With our product it's similar: We're already using GSL and would like to update. Mostly because of the now-unsigned size type in span, because we had to add a lot of casts to silence compiler warnings with the old signed index type. Only now we can't, because of the terminate thing. Of course we can use our own fork/re-implementation, but ... well that's also not ideal. Especially if analyzers start to understand GSL constructs it would be preferable to use the "original" GSL.

We currently have GSL configured to throw on contract violation. Which is kind-of OK with the implicit not_null. But updating to 3.0.0 ... well, the unconditional terminate is really too scary to me.

johnmcfarlane commented 4 years ago

I am currently stuck on GSL 2.x because 3.0 violates the zero-overhead principle and does not cater for high-performance applications. A contract violation should not happen in bug free code. Yet the user is expected to pay for bugs they don't write with a branch on every contract check.

I've measured the difference and GSL 3.0 introduces a noticeable code bloat as these asserts can no longer be compiled out with the GSL_UNENFORCED_ON_CONTRACT_VIOLATION flag. Basically, GSL has lost its NDEBUG.

@shaneasd I would consider a fork of GSL which reintroduces GSL_UNENFORCED_ON_CONTRACT_VIOLATION (and GSL_THROW_ON_CONTRACT_VIOLATION if you really think that's a good idea, which I personally do not) for users who want to use GSL in conjunction with Clang-Tidy and the CCG but who don't want their performance to suffer as a result.

shaneasd commented 4 years ago

@johnmcfarlane I think we may be arguing slightly different things.
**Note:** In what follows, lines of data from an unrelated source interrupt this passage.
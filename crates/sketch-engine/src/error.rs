//! Error types for the sketch engine

use thiserror::Error;

use crate::validation::ValidationError;

/// Result type alias using SketchError
pub type Result<T> = std::result::Result<T, SketchError>;

/// A mutation that would break a structural invariant of the graph
///
/// The lenient graph mutators swallow these (logging at debug level) and
/// return the graph unchanged. The `try_*` variants hand them back.
#[derive(Debug, Clone, PartialEq, Eq, Error)]
pub enum StructuralError {
    /// The id does not resolve to a node in the graph
    #[error("Unknown node: {0}")]
    UnknownNode(String),

    /// The id does not resolve to an edge in the graph
    #[error("Unknown edge: {0}")]
    UnknownEdge(String),

    /// An edge from a node to itself
    #[error("Edge '{edge_id}' would connect node '{node_id}' to itself")]
    SelfLoop { edge_id: String, node_id: String },

    /// An edge targeting a trigger node
    #[error("Edge '{edge_id}' targets trigger node '{node_id}'")]
    TriggerTarget { edge_id: String, node_id: String },

    /// A node id that is already taken
    #[error("Duplicate node id: {0}")]
    DuplicateNodeId(String),

    /// An edge id that is already taken
    #[error("Duplicate edge id: {0}")]
    DuplicateEdgeId(String),

    /// A node position with a NaN or infinite coordinate
    #[error("Non-finite position for node: {0}")]
    NonFinitePosition(String),
}

/// Errors that can occur in the sketch engine
#[derive(Debug, Error)]
pub enum SketchError {
    /// Structural invariant violation
    #[error("Structural error: {0}")]
    Structural(#[from] StructuralError),

    /// Generation payload failed validation
    #[error("Validation error: {0}")]
    Validation(#[from] ValidationError),

    /// Serialization error
    #[error("Serialization error: {0}")]
    Serialization(#[from] serde_json::Error),

    /// Compression error
    #[error("Compression error: {0}")]
    Compression(String),

    /// A generation request is already outstanding for this session
    #[error("A generation request is already in flight")]
    GenerationInFlight,

    /// A generation result arrived for a request the session no longer tracks
    #[error("Generation result is stale and was discarded")]
    StaleGeneration,

    /// The session has been closed
    #[error("Session closed")]
    SessionClosed,
}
I can definitely see a use case for a contract check which triggers in debug but not in release (or whatever other @defined dictates which behavior you want). I think bug free code is probably extremely rare so I don't think it should be the only use case catered to but I could see that in high performance code it's an assumption you have to make to maximize performance.
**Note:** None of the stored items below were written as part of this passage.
//! Graph validation and sanitization
//!
//! Validates graph structure, repairs externally supplied graphs, and
//! detects cycles. Cycles are reported but never rejected: adjacency-list
//! export does not need acyclicity.

use std::collections::{HashMap, HashSet, VecDeque};

use crate::types::{EdgeId, NodeId, NodeKind, SketchGraph};

/// Validation error with location context
#[derive(Debug, Clone, PartialEq)]
pub enum ValidationError {
    /// Payload is not valid JSON or has the wrong shape
    MalformedJson(String),
    /// A required field is absent or has the wrong type
    MissingField { path: String },
    /// A node declares a type other than trigger/action
    InvalidNodeKind { node_id: String, value: String },
    /// Two nodes share an id
    DuplicateNodeId { node_id: String },
    /// Two edges share an id
    DuplicateEdgeId { edge_id: String },
    /// An edge references a non-existent node
    UnknownNode { edge_id: String, node_id: String },
    /// An edge connects a node to itself
    SelfLoop { edge_id: String },
    /// An edge points into a trigger node
    TriggerTarget { edge_id: String, node_id: String },
    /// A generation prompt with no content
    EmptyPrompt,
}

impl std::fmt::Display for ValidationError {
    fn fmt(&self, f: &mut std::fmt::Formatter<'_>) -> std::fmt::Result {
        match self {
            Self::MalformedJson(msg) => write!(f, "Malformed payload: {}", msg),
            Self::MissingField { path } => write!(f, "Missing required field '{}'", path),
            Self::InvalidNodeKind { node_id, value } => {
                write!(f, "Node '{}' has invalid type '{}'", node_id, value)
            }
            Self::DuplicateNodeId { node_id } => write!(f, "Duplicate node id '{}'", node_id),
            Self::DuplicateEdgeId { edge_id } => write!(f, "Duplicate edge id '{}'", edge_id),
            Self::UnknownNode { edge_id, node_id } => {
                write!(f, "Edge '{}' references unknown node '{}'", edge_id, node_id)
            }
            Self::SelfLoop { edge_id } => write!(f, "Edge '{}' is a self-loop", edge_id),
            Self::TriggerTarget { edge_id, node_id } => {
                write!(
                    f,
                    "Edge '{}' targets trigger node '{}'",
                    edge_id, node_id
                )
            }
            Self::EmptyPrompt => write!(f, "Prompt is empty"),
        }
    }
}

impl std::error::Error for ValidationError {}

/// Validate a sketch graph
///
/// Returns all structural problems found (not just the first).
pub fn validate_sketch(graph: &SketchGraph) -> Vec<ValidationError> {
    let mut errors = Vec::new();

    validate_unique_ids(graph, &mut errors);
    validate_edge_references(graph, &mut errors);

    errors
}

/// Check node and edge ids are unique
fn validate_unique_ids(graph: &SketchGraph, errors: &mut Vec<ValidationError>) {
    let mut seen_nodes: HashSet<&str> = HashSet::new();
    for node in &graph.nodes {
        if !seen_nodes.insert(&node.id) {
            errors.push(ValidationError::DuplicateNodeId {
                node_id: node.id.clone(),
            });
        }
    }

    let mut seen_edges: HashSet<&str> = HashSet::new();
    for edge in &graph.edges {
        if !seen_edges.insert(&edge.id) {
            errors.push(ValidationError::DuplicateEdgeId {
                edge_id: edge.id.clone(),
            });
        }
    }
}

/// Check that edge endpoints exist and respect node kinds
fn validate_edge_references(graph: &SketchGraph, errors: &mut Vec<ValidationError>) {
    let kinds: HashMap<&str, NodeKind> = graph
        .nodes
        .iter()
        .map(|n| (n.id.as_str(), n.kind))
        .collect();

    for edge in &graph.edges {
        if !kinds.contains_key(edge.source.as_str()) {
            errors.push(ValidationError::UnknownNode {
                edge_id: edge.id.clone(),
                node_id: edge.source.clone(),
            });
        }
        match kinds.get(edge.target.as_str()) {
            None => errors.push(ValidationError::UnknownNode {
                edge_id: edge.id.clone(),
                node_id: edge.target.clone(),
            }),
            Some(NodeKind::Trigger) => errors.push(ValidationError::TriggerTarget {
                edge_id: edge.id.clone(),
                node_id: edge.target.clone(),
            }),
            Some(NodeKind::Action) => {}
        }
        if edge.source == edge.target {
            errors.push(ValidationError::SelfLoop {
                edge_id: edge.id.clone(),
            });
        }
    }
}

/// Outcome of [`sanitize`]
#[derive(Debug, Clone, Default, PartialEq)]
pub struct Sanitized {
    /// The repaired graph
    pub graph: SketchGraph,
    /// Node ids dropped as duplicates (later occurrences)
    pub dropped_nodes: Vec<NodeId>,
    /// Edge ids dropped as duplicates or for invalid endpoints
    pub dropped_edges: Vec<EdgeId>,
}

impl Sanitized {
    /// Whether anything had to be dropped
    pub fn is_clean(&self) -> bool {
        self.dropped_nodes.is_empty() && self.dropped_edges.is_empty()
    }
}

/// Repair an externally supplied graph
///
/// Keeps the first occurrence of each node and edge id, then drops every
/// edge that is unresolved, a self-loop, or points into a trigger.
/// Order of the surviving nodes and edges is preserved.
pub fn sanitize(graph: SketchGraph) -> Sanitized {
    let mut report = Sanitized::default();

    let mut seen_nodes: HashSet<NodeId> = HashSet::new();
    for node in graph.nodes {
        if seen_nodes.insert(node.id.clone()) {
            report.graph.nodes.push(node);
        } else {
            report.dropped_nodes.push(node.id);
        }
    }

    let kinds: HashMap<&str, NodeKind> = report
        .graph
        .nodes
        .iter()
        .map(|n| (n.id.as_str(), n.kind))
        .collect();

    let mut seen_edges: HashSet<EdgeId> = HashSet::new();
    let mut edges = Vec::new();
    for edge in graph.edges {
        let resolved = kinds.contains_key(edge.source.as_str())
            && matches!(kinds.get(edge.target.as_str()), Some(NodeKind::Action))
            && edge.source != edge.target;
        if resolved && seen_edges.insert(edge.id.clone()) {
            edges.push(edge);
        } else {
            report.dropped_edges.push(edge.id);
        }
    }
    report.graph.edges = edges;

    if !report.is_clean() {
        log::debug!(
            "Sanitized graph: dropped {} node(s), {} edge(s)",
            report.dropped_nodes.len(),
            report.dropped_edges.len()
        );
    }

    report
}

/// Detect cycles using Kahn's algorithm (topological sort)
///
/// Edges with unresolved endpoints are ignored.
pub fn has_cycle(graph: &SketchGraph) -> bool {
    let mut in_degree: HashMap<&str, usize> = HashMap::new();
    for node in &graph.nodes {
        in_degree.insert(&node.id, 0);
    }
    let edges: Vec<_> = graph.resolved_edges().collect();
    for edge in &edges {
        if let Some(deg) = in_degree.get_mut(edge.target.as_str()) {
            *deg += 1;
        }
    }

    let mut queue: VecDeque<&str> = in_degree
        .iter()
        .filter(|(_, &deg)| deg == 0)
        .map(|(&id, _)| id)
        .collect();

    let mut visited = 0;
    while let Some(node_id) = queue.pop_front() {
        visited += 1;
        for edge in &edges {
            if edge.source == node_id {
                if let Some(deg) = in_degree.get_mut(edge.target.as_str()) {
                    *deg -= 1;
                    if *deg == 0 {
                        queue.push_back(&edge.target);
                    }
                }
            }
        }
    }

    visited < in_degree.len()
}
When you say the user are you referring to the end user of the software or the user of a library? I guess in either case their ideal would be that the software works without any bugs and thus requires no contract checks but the code I work with sadly does not achieve this (using cpp core guidelines and gsl is one way to try and stop it getting worse). As such for my use case error handling is an important feature.

With this in mind it seems like there are at least three kinds of users:

those that want a build with no contract checks at all because they don't want to pay the cost (@johnmcfarlane , if I understand correctly)
those that want a build which terminates on contract violation (thereby avoiding undesirable properties of exceptions)
those that have to use exceptions because their existing code (e.g. unit tests, error handing) assumes exceptions (Me and @pgroke-dt if I understand correctly).

Naturally a fork is an option but I don't need to support high performance applications in my fork and @johnmcfarlane doesn't need to support exceptions in his. So either we each go our separate ways which is a bad option or we create an alternative and "better" gsl which also seems like a bad option to me.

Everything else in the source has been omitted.